Chez Valeo, Bosch ou à la Sagem, la proportion de salariés prestataires peut atteindre la moitié de l'effectif d'une équipe de conception, avant de décroître progressivement avec l'achèvement des programmes. Ces jours-ci, Latécoère doit, à son tour, accueillir des collaborateurs mis à disposition par ses fournisseurs, en respectant, précise Christian Beugnet, le secrétaire général, « un savant dosage entre ces experts extérieurs et les ingénieurs maison composés à parité de débutants et de confirmés ». Principal avantage de la formule : sa réactivité, à la hausse comme à la baisse. Si, par ce régime de mise à disposition, les entreprises peuvent mobiliser une cinquantaine de spécialistes en quelques semaines, elles peuvent également réduire rapidement la voilure en ne renouvelant pas les contrats commerciaux passés avec leurs sous-traitants. « On s'aperçoit alors que la solidarité avec les donneurs d'ordres est un bien grand mot : ils viennent nous chercher pour notre compétence mais nous laissent tomber dès que cela va mal », s'insurge Henri Jaladieu, directeur général d'Isis-MPP, un bureau d'études spécialisé dans la validation des systèmes électroniques et informatiques des nouveaux produits, qui vient de rapatrier en urgence une vingtaine d'ingénieurs détachés depuis dix ans chez un fabricant toulousain de satellites.

Pour ne pas perdre cette précieuse matière grise, Isis-MPP a envoyé ses collaborateurs en formation, en tirant sur une ligne exceptionnelle de 1,5 million d'euros débloqués au printemps par l'Union régionale des industries de la métallurgie. De l'argent qui ne sera pas perdu, car les équipementiers automobiles et aéronautiques investissent en moyenne 5 % de leur masse salariale en formation pour que leur personnel s'adapte en permanence aux exigences des donneurs d'ordres. La Fédération des équipementiers automobiles s'est d'ailleurs dotée, depuis 1996, d'un institut de formation afin d'aider ses membres à « améliorer l'efficacité de la formation ».

Contraints d'utiliser une main-d'œuvre de plus en plus qualifiée, les équipementiers n'ont souvent d'autre solution que d'externaliser massivement dans les pays à faibles coûts de main-d'œuvre la fabrication de leurs propres composants pour tenir les objectifs de réduction de coûts imposés par leurs constructeurs (5 à 7 % par an dans l'automobile, 20 % en trois ans chez Airbus). « Au prix où ces activités de fabrication nous sont payées en France, il n'est plus rentable de les conserver ici », résume un DRH de la profession dont l'entreprise vient de délocaliser une centaine d'emplois en Europe de l'Est.

Front commun pour l'emploi

Emboîtant le pas à ses concurrents directs, Valeo a, de son côté, délocalisé en 2001 une partie de l'activité de Sylea, sa filiale de câblage, au Maghreb et en Europe du Sud, entraînant au passage la suppression de près de 700 emplois en France.
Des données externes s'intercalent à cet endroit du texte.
//! Drawing surfaces.
//!
//! The scene paints through the [`Canvas`] trait, which exposes just the
//! primitives the backdrop needs. Three backends implement it:
//!
//! - [`PixelCanvas`]: CPU rasterizer over an RGBA image (headless runs, snapshots)
//! - [`RecordingCanvas`]: keeps a log of draw calls (tests, benches)
//! - `GpuCanvas`: wgpu renderer used by the window host
//!
//! Colors are straight (non-premultiplied) RGBA in `[0, 1]`. Coordinates
//! are pixels with the origin at the top-left corner.

mod pixel;

use glam::{Vec2, Vec4};

pub use pixel::PixelCanvas;

/// Size of the drawable area in physical pixels.
#[derive(Clone, Copy, Debug, Default, PartialEq, Eq)]
pub struct Viewport {
    pub width: u32,
    pub height: u32,
}

impl Viewport {
    pub const fn new(width: u32, height: u32) -> Self {
        Self { width, height }
    }

    /// Size as floats.
    #[inline]
    pub fn size(&self) -> Vec2 {
        Vec2::new(self.width as f32, self.height as f32)
    }

    #[inline]
    pub fn is_empty(&self) -> bool {
        self.width == 0 || self.height == 0
    }
}

impl From<(u32, u32)> for Viewport {
    fn from((width, height): (u32, u32)) -> Self {
        Self::new(width, height)
    }
}

/// A surface the backdrop can paint on.
pub trait Canvas {
    /// Current drawable size.
    fn size(&self) -> Viewport;

    /// Make the drawable size exactly `width` x `height`.
    fn resize(&mut self, width: u32, height: u32);

    /// Paint every pixel with an opaque color. Starts each frame.
    fn fill(&mut self, color: Vec4);

    /// Radial gradient from `color` at the center to transparent at `radius`.
    fn glow(&mut self, center: Vec2, radius: f32, color: Vec4);

    /// Solid disc.
    fn disc(&mut self, center: Vec2, radius: f32, color: Vec4);

    /// Line whose color runs from `start` at `from` to `end` at `to`.
    fn gradient_line(&mut self, from: Vec2, to: Vec2, width: f32, start: Vec4, end: Vec4);

    /// Darken towards the edges.
    ///
    /// `inner` and `outer` are fractions of the center-to-corner distance:
    /// nothing changes inside `inner`, `color` is fully applied at `outer`.
    fn vignette(&mut self, inner: f32, outer: f32, color: Vec4);
}

/// One recorded draw call.
#[derive(Clone, Debug, PartialEq)]
pub enum DrawCommand {
    Fill(Vec4),
    Glow { center: Vec2, radius: f32, color: Vec4 },
    Disc { center: Vec2, radius: f32, color: Vec4 },
    Line { from: Vec2, to: Vec2, width: f32, start: Vec4, end: Vec4 },
    Vignette { inner: f32, outer: f32, color: Vec4 },
}

/// A canvas that only remembers what it was asked to draw.
///
/// `fill` discards earlier commands, mirroring how an opaque fill hides
/// everything under it.
#[derive(Clone, Debug, Default)]
pub struct RecordingCanvas {
    size: Viewport,
    commands: Vec<DrawCommand>,
}

impl RecordingCanvas {
    pub fn new(width: u32, height: u32) -> Self {
        Self {
            size: Viewport::new(width, height),
            commands: Vec::new(),
        }
    }

    /// Commands since the last fill.
    pub fn commands(&self) -> &[DrawCommand] {
        &self.commands
    }

    pub fn count(&self, pred: impl Fn(&DrawCommand) -> bool) -> usize {
        self.commands.iter().filter(|c| pred(c)).count()
    }
}

impl Canvas for RecordingCanvas {
    fn size(&self) -> Viewport {
        self.size
    }

    fn resize(&mut self, width: u32, height: u32) {
        self.size = Viewport::new(width, height);
    }

    fn fill(&mut self, color: Vec4) {
        self.commands.clear();
        self.commands.push(DrawCommand::Fill(color));
    }

    fn glow(&mut self, center: Vec2, radius: f32, color: Vec4) {
        self.commands.push(DrawCommand::Glow { center, radius, color });
    }

    fn disc(&mut self, center: Vec2, radius: f32, color: Vec4) {
        self.commands.push(DrawCommand::Disc { center, radius, color });
    }

    fn gradient_line(&mut self, from: Vec2, to: Vec2, width: f32, start: Vec4, end: Vec4) {
        self.commands.push(DrawCommand::Line {
            from,
            to,
            width,
            start,
            end,
        });
    }

    fn vignette(&mut self, inner: f32, outer: f32, color: Vec4) {
        self.commands.push(DrawCommand::Vignette { inner, outer, color });
    }
}
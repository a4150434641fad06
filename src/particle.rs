//! Particles bound to clusters.
//!
//! A particle stores its offset from the owning cluster's center, so it is
//! carried along as the cluster drifts. Containment is soft: an offset past
//! the cluster radius is scaled down by a decay factor each frame instead of
//! being clamped, which reads as a springy pull back towards the center.

use std::f32::consts::TAU;
use std::ops::Range;

use glam::Vec2;
use rand::Rng;

use crate::cluster::{Cluster, ClusterField};
use crate::config::ParticleConfig;

/// A point in a cluster's neighborhood.
#[derive(Clone, Debug, PartialEq)]
pub struct Particle {
    /// Index of the owning cluster.
    pub cluster: usize,
    /// Position relative to the cluster center.
    pub offset: Vec2,
    pub velocity: Vec2,
    pub radius: f32,
    pub base_opacity: f32,
    /// Drives the opacity pulse.
    pub phase: f32,
}

impl Particle {
    /// Advance one frame inside a cluster of the given radius.
    pub fn advance(&mut self, cluster_radius: f32, config: &ParticleConfig) {
        self.offset += self.velocity;
        self.phase += config.pulse_rate;
        if self.phase > TAU {
            self.phase -= TAU;
        }
        if self.offset.length() > cluster_radius {
            self.offset *= config.containment_decay;
        }
    }

    /// Instantaneous opacity, never negative.
    #[inline]
    pub fn opacity(&self, amplitude: f32) -> f32 {
        (self.base_opacity + self.phase.sin() * amplitude).max(0.0)
    }

    /// Absolute position given the owning cluster.
    #[inline]
    pub fn position(&self, cluster: &Cluster) -> Vec2 {
        cluster.position + self.offset
    }
}

/// All particles, stored contiguously per cluster.
#[derive(Clone, Debug, Default)]
pub struct ParticleSet {
    particles: Vec<Particle>,
    /// `ranges[c]` are the indices owned by cluster `c`.
    ranges: Vec<Range<usize>>,
}

impl ParticleSet {
    /// Spawn `config.per_cluster` particles inside each cluster.
    pub fn spawn(config: &ParticleConfig, clusters: &ClusterField, rng: &mut impl Rng) -> Self {
        let mut particles = Vec::with_capacity(clusters.len() * config.per_cluster);
        let mut ranges = Vec::with_capacity(clusters.len());

        for (index, cluster) in clusters.iter().enumerate() {
            let start = particles.len();
            for _ in 0..config.per_cluster {
                let angle = rng.gen::<f32>() * TAU;
                let distance = rng.gen::<f32>() * cluster.radius;
                particles.push(Particle {
                    cluster: index,
                    offset: Vec2::from_angle(angle) * distance,
                    velocity: Vec2::new(
                        rng.gen_range(-config.speed..=config.speed),
                        rng.gen_range(-config.speed..=config.speed),
                    ),
                    radius: config.radius,
                    base_opacity: rng.gen_range(config.opacity_min..=config.opacity_max),
                    phase: rng.gen::<f32>() * TAU,
                });
            }
            ranges.push(start..particles.len());
        }

        Self { particles, ranges }
    }

    /// Build a set from explicit particles grouped by cluster in ascending
    /// cluster order. `None` if they are not, or if any particle names a
    /// cluster at or past `cluster_count`.
    #[cfg(test)]
    pub(crate) fn from_particles(particles: Vec<Particle>, cluster_count: usize) -> Option<Self> {
        let mut ranges = Vec::with_capacity(cluster_count);
        let mut start = 0;
        for cluster in 0..cluster_count {
            let end = start
                + particles[start..]
                    .iter()
                    .take_while(|p| p.cluster == cluster)
                    .count();
            ranges.push(start..end);
            start = end;
        }
        (start == particles.len()).then_some(Self { particles, ranges })
    }

    /// Advance every particle relative to its owning cluster.
    ///
    /// Particles whose cluster is missing from `clusters` are left in place.
    pub fn advance(&mut self, clusters: &ClusterField, config: &ParticleConfig) {
        for particle in &mut self.particles {
            if let Some(cluster) = clusters.get(particle.cluster) {
                particle.advance(cluster.radius, config);
            }
        }
    }

    /// Indices of the particles owned by `cluster`.
    pub fn cluster_range(&self, cluster: usize) -> Range<usize> {
        self.ranges.get(cluster).cloned().unwrap_or(0..0)
    }

    /// Absolute position of particle `index`.
    #[inline]
    pub fn position(&self, index: usize, clusters: &ClusterField) -> Vec2 {
        let p = &self.particles[index];
        p.position(&clusters[p.cluster])
    }

    #[inline]
    pub fn len(&self) -> usize {
        self.particles.len()
    }

    #[inline]
    pub fn is_empty(&self) -> bool {
        self.particles.is_empty()
    }

    pub fn cluster_count(&self) -> usize {
        self.ranges.len()
    }

    pub fn iter(&self) -> std::slice::Iter<'_, Particle> {
        self.particles.iter()
    }

    pub fn as_slice(&self) -> &[Particle] {
        &self.particles
    }
}

impl std::ops::Index<usize> for ParticleSet {
    type Output = Particle;

    fn index(&self, index: usize) -> &Particle {
        &self.particles[index]
    }
}

#[cfg(test)]
mod tests {
    use super::*;
    use crate::canvas::Viewport;
    use crate::config::{ClusterConfig, StyleConfig};
    use rand::rngs::StdRng;
    use rand::SeedableRng;

    fn particle(offset: Vec2, velocity: Vec2) -> Particle {
        Particle {
            cluster: 0,
            offset,
            velocity,
            radius: 1.5,
            base_opacity: 0.5,
            phase: 0.0,
        }
    }

    #[test]
    fn test_offset_inside_radius_is_untouched() {
        let config = ParticleConfig::default();
        let mut p = particle(Vec2::new(10.0, 0.0), Vec2::new(0.1, 0.1));
        p.advance(100.0, &config);
        assert_eq!(p.offset, Vec2::new(10.1, 0.1));
    }

    #[test]
    fn test_escaping_offset_decays_instead_of_clamping() {
        let config = ParticleConfig::default();
        let mut p = particle(Vec2::new(100.0, 0.0), Vec2::new(1.0, 0.0));
        p.advance(100.0, &config);

        let expected = 101.0 * config.containment_decay;
        assert!((p.offset.x - expected).abs() < 1e-4);
        assert!(p.offset.length() < 101.0);
        assert!(p.offset.length() != 100.0);
    }

    #[test]
    fn test_phase_advances_by_pulse_rate() {
        let config = ParticleConfig::default();
        let mut p = particle(Vec2::ZERO, Vec2::ZERO);
        p.advance(100.0, &config);
        assert!((p.phase - config.pulse_rate).abs() < 1e-6);
    }

    #[test]
    fn test_opacity_is_clamped_at_zero() {
        let mut p = particle(Vec2::ZERO, Vec2::ZERO);
        p.base_opacity = 0.1;
        p.phase = -std::f32::consts::FRAC_PI_2;
        assert_eq!(p.opacity(0.5), 0.0);

        p.phase = std::f32::consts::FRAC_PI_2;
        assert!((p.opacity(0.5) - 0.6).abs() < 1e-6);
    }

    #[test]
    fn test_spawn_groups_particles_by_cluster() {
        let mut rng = StdRng::seed_from_u64(11);
        let clusters = ClusterField::spawn(
            &ClusterConfig::default(),
            &StyleConfig::default(),
            Viewport::new(1024, 768),
            &mut rng,
        );
        let config = ParticleConfig::default();
        let set = ParticleSet::spawn(&config, &clusters, &mut rng);

        assert_eq!(set.len(), clusters.len() * config.per_cluster);
        for c in 0..clusters.len() {
            let range = set.cluster_range(c);
            assert_eq!(range.len(), config.per_cluster);
            for i in range {
                assert_eq!(set[i].cluster, c);
                assert!(set[i].offset.length() <= clusters[c].radius);
            }
        }
    }

    #[test]
    fn test_from_particles_rebuilds_ranges() {
        let mut a = particle(Vec2::ZERO, Vec2::ZERO);
        let mut b = a.clone();
        b.cluster = 1;
        a.cluster = 0;
        let set = ParticleSet::from_particles(vec![a.clone(), a, b], 3).unwrap();
        assert_eq!(set.cluster_range(0), 0..2);
        assert_eq!(set.cluster_range(1), 2..3);
        assert_eq!(set.cluster_range(2), 3..3);
        assert_eq!(set.cluster_range(9), 0..0);
    }

    #[test]
    fn test_from_particles_rejects_bad_cluster_layout() {
        let mut a = particle(Vec2::ZERO, Vec2::ZERO);
        let mut b = a.clone();
        a.cluster = 0;
        b.cluster = 3;
        // Cluster 3 does not exist in a one-cluster field.
        assert!(ParticleSet::from_particles(vec![a.clone(), b.clone()], 1).is_none());

        // Out of order.
        b.cluster = 1;
        assert!(ParticleSet::from_particles(vec![b, a], 2).is_none());
    }

    #[test]
    fn test_advance_skips_particles_without_a_cluster() {
        let mut rng = StdRng::seed_from_u64(3);
        let clusters = ClusterField::spawn(
            &ClusterConfig {
                count: 1,
                ..Default::default()
            },
            &StyleConfig::default(),
            Viewport::new(640, 480),
            &mut rng,
        );
        let mut set = ParticleSet::spawn(&ParticleConfig::default(), &clusters, &mut rng);
        let before = set.as_slice().to_vec();

        set.advance(&ClusterField::default(), &ParticleConfig::default());
        assert_eq!(set.as_slice(), before.as_slice());
    }
}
Et si l'on en croit les résultats de l'étude réalisée l'an passé par l'Adit, à la demande des chambres de commerce d'Alsace et de Franche-Comté, sur la filière automobile de ces deux régions, la tendance n'est pas près de s'atténuer : « Les mutations orchestrées par les investisseurs étrangers à partir de 1997 permettent aujourd'hui à l'Europe de l'Est de fournir l'industrie équipementière locale mais aussi européenne. » En France, la menace a été jugée suffisamment sérieuse pour inciter les CCI alsaciennes et franc-comtoises, fin 2001, à faire front commun. Objectif : réduire la dépendance des sous-traitants locaux et de leurs 40 000 salariés vis-à-vis de PSA (voir ci-contre).

L'industrie aéronautique n'est pas non plus épargnée par cette vague de délocalisations. Même d'importants sous-traitants comme Ratier-Figeac ou Liebherr Aerospace, jusqu'alors opposés à la délocalisation d'activité, commencent à s'y résoudre. « Cela fait dorénavant partie de l'arsenal de prévention des difficultés », confirme Gérard Delavalle, le DRH de Liebherr Aerospace. Depuis dix-huit mois, l'entreprise toulousaine a commencé à prospecter en Europe de l'Est pour « gagner en coût horaire qualifié mais aussi en flexibilité ». En savoir-faire également.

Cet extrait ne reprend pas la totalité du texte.